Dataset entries
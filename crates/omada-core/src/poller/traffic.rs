// ── Application traffic poller ──
//
// Per selected client, fetches per-application byte counters for the window
// [local midnight, now] and keeps only the selected applications. The map is
// rebuilt from scratch every cycle; the only state carried between cycles is
// the instant of the last daily reset.

use std::collections::{BTreeMap, BTreeSet};
use std::future::Future;

use chrono::{DateTime, Local, TimeZone};
use futures_util::future::join_all;
use omada_api::OmadaClient;
use tracing::{debug, info, warn};

use crate::convert::app_usage_from_raw;
use crate::error::CoreError;
use crate::model::{AppTrafficSnapshot, AppUsage, MacAddress, Site};

use super::Poller;

/// Midnight at the start of `now`'s calendar day, in `now`'s time zone.
///
/// Falls back to `now` when midnight does not exist locally (DST gap).
pub fn local_midnight<Tz: TimeZone>(now: &DateTime<Tz>) -> DateTime<Tz> {
    now.date_naive()
        .and_hms_opt(0, 0, 0)
        .and_then(|midnight| midnight.and_local_timezone(now.timezone()).earliest())
        .unwrap_or_else(|| now.clone())
}

pub struct AppTrafficPoller {
    client: OmadaClient,
    site: Site,
    clients: Vec<MacAddress>,
    applications: BTreeSet<i64>,
    reset_at: Option<DateTime<Local>>,
}

impl AppTrafficPoller {
    pub fn new(
        client: OmadaClient,
        site: Site,
        clients: impl IntoIterator<Item = MacAddress>,
        applications: impl IntoIterator<Item = i64>,
    ) -> Self {
        Self {
            client,
            site,
            clients: clients.into_iter().collect(),
            applications: applications.into_iter().collect(),
            reset_at: None,
        }
    }

    /// Instant of the last daily reset, `None` before the first cycle.
    pub fn reset_at(&self) -> Option<DateTime<Local>> {
        self.reset_at
    }

    /// Run one cycle as of `now`.
    pub async fn cycle_at(&mut self, now: DateTime<Local>) -> Result<AppTrafficSnapshot, CoreError> {
        let midnight = local_midnight(&now);
        if self.reset_at.is_none_or(|r| r.date_naive() != now.date_naive()) {
            info!(site = %self.site.name, reset_at = %midnight, "starting new traffic day");
            self.reset_at = Some(midnight);
        }

        let start = midnight.timestamp();
        let end = now.timestamp();
        let site_id = self.site.id.as_str();
        let applications = &self.applications;
        let client = &self.client;

        let results = join_all(self.clients.iter().map(|mac| async move {
            let records = client
                .client_app_traffic(site_id, mac.as_str(), start, end)
                .await?;
            let usage: BTreeMap<i64, AppUsage> = records
                .into_iter()
                .filter(|r| applications.contains(&r.application_id))
                .map(app_usage_from_raw)
                .map(|u| (u.application_id, u))
                .collect();
            Ok::<_, CoreError>(usage)
        }))
        .await;

        let mut clients = BTreeMap::new();
        for (mac, result) in self.clients.iter().zip(results) {
            match result {
                Ok(usage) if usage.is_empty() => {}
                Ok(usage) => {
                    clients.insert(mac.clone(), usage);
                }
                Err(e) if e.requires_operator() => return Err(e),
                Err(e) => {
                    warn!(site = %self.site.name, client = %mac, error = %e, "traffic fetch failed, skipping client");
                }
            }
        }
        debug!(site = %self.site.name, clients = clients.len(), "application traffic fetched");

        Ok(AppTrafficSnapshot {
            reset_at: self.reset_at.unwrap_or(midnight),
            window_start: midnight,
            window_end: now,
            clients,
        })
    }
}

impl Poller for AppTrafficPoller {
    type Snapshot = AppTrafficSnapshot;

    fn label(&self) -> String {
        format!("traffic:{}", self.site.name)
    }

    fn poll_once(&mut self) -> impl Future<Output = Result<AppTrafficSnapshot, CoreError>> + Send {
        self.cycle_at(Local::now())
    }
}

#[cfg(test)]
#[allow(clippy::unwrap_used)]
mod tests {
    use std::sync::Arc;

    use chrono::{Duration, FixedOffset};
    use omada_api::{ClientCredentials, NoopTokenStore, Session, TokenSet};
    use secrecy::SecretString;
    use url::Url;

    use super::*;

    fn idle_poller() -> AppTrafficPoller {
        let session = Session {
            base_url: Url::parse("http://127.0.0.1:1").unwrap(),
            omada_id: "omadac".into(),
            credentials: ClientCredentials {
                client_id: "id".into(),
                client_secret: SecretString::from("secret".to_owned()),
            },
            tokens: TokenSet::expired(),
        };
        let client =
            OmadaClient::with_client(reqwest::Client::new(), session, Arc::new(NoopTokenStore))
                .unwrap();
        let site = Site {
            id: "site_001".into(),
            name: "Main Office".into(),
            region: None,
            time_zone: None,
        };
        AppTrafficPoller::new(client, site, Vec::new(), [7])
    }

    #[test]
    fn midnight_in_fixed_zone() {
        let tz = FixedOffset::east_opt(2 * 3600).unwrap();
        let now = tz.with_ymd_and_hms(2026, 3, 10, 8, 15, 0).unwrap();
        let midnight = local_midnight(&now);
        assert_eq!(midnight, tz.with_ymd_and_hms(2026, 3, 10, 0, 0, 0).unwrap());
    }

    #[tokio::test]
    async fn new_day_resets_to_todays_midnight() {
        let mut poller = idle_poller();
        let now = Local::now();
        poller.reset_at = Some(local_midnight(&now) - Duration::days(1));

        let snapshot = poller.cycle_at(now).await.unwrap();
        let midnight = local_midnight(&now);
        assert_eq!(poller.reset_at(), Some(midnight));
        assert_eq!(snapshot.reset_at, midnight);
        assert_eq!(snapshot.window_start, midnight);
        assert_eq!(snapshot.window_end, now);
        assert!(snapshot.clients.is_empty());
    }

    #[tokio::test]
    async fn same_day_keeps_reset_instant() {
        let mut poller = idle_poller();
        let now = Local::now();
        poller.cycle_at(now).await.unwrap();
        let first = poller.reset_at().unwrap();

        poller.cycle_at(now).await.unwrap();
        assert_eq!(poller.reset_at(), Some(first));
        assert_eq!(first, local_midnight(&now));
    }
}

What is expected ▸
Wherever the word "BTreeMap" appears in the entries above, copy that whole line.

Response area ▸
use std::collections::{BTreeMap, BTreeSet};
            let usage: BTreeMap<i64, AppUsage> = records
        let mut clients = BTreeMap::new();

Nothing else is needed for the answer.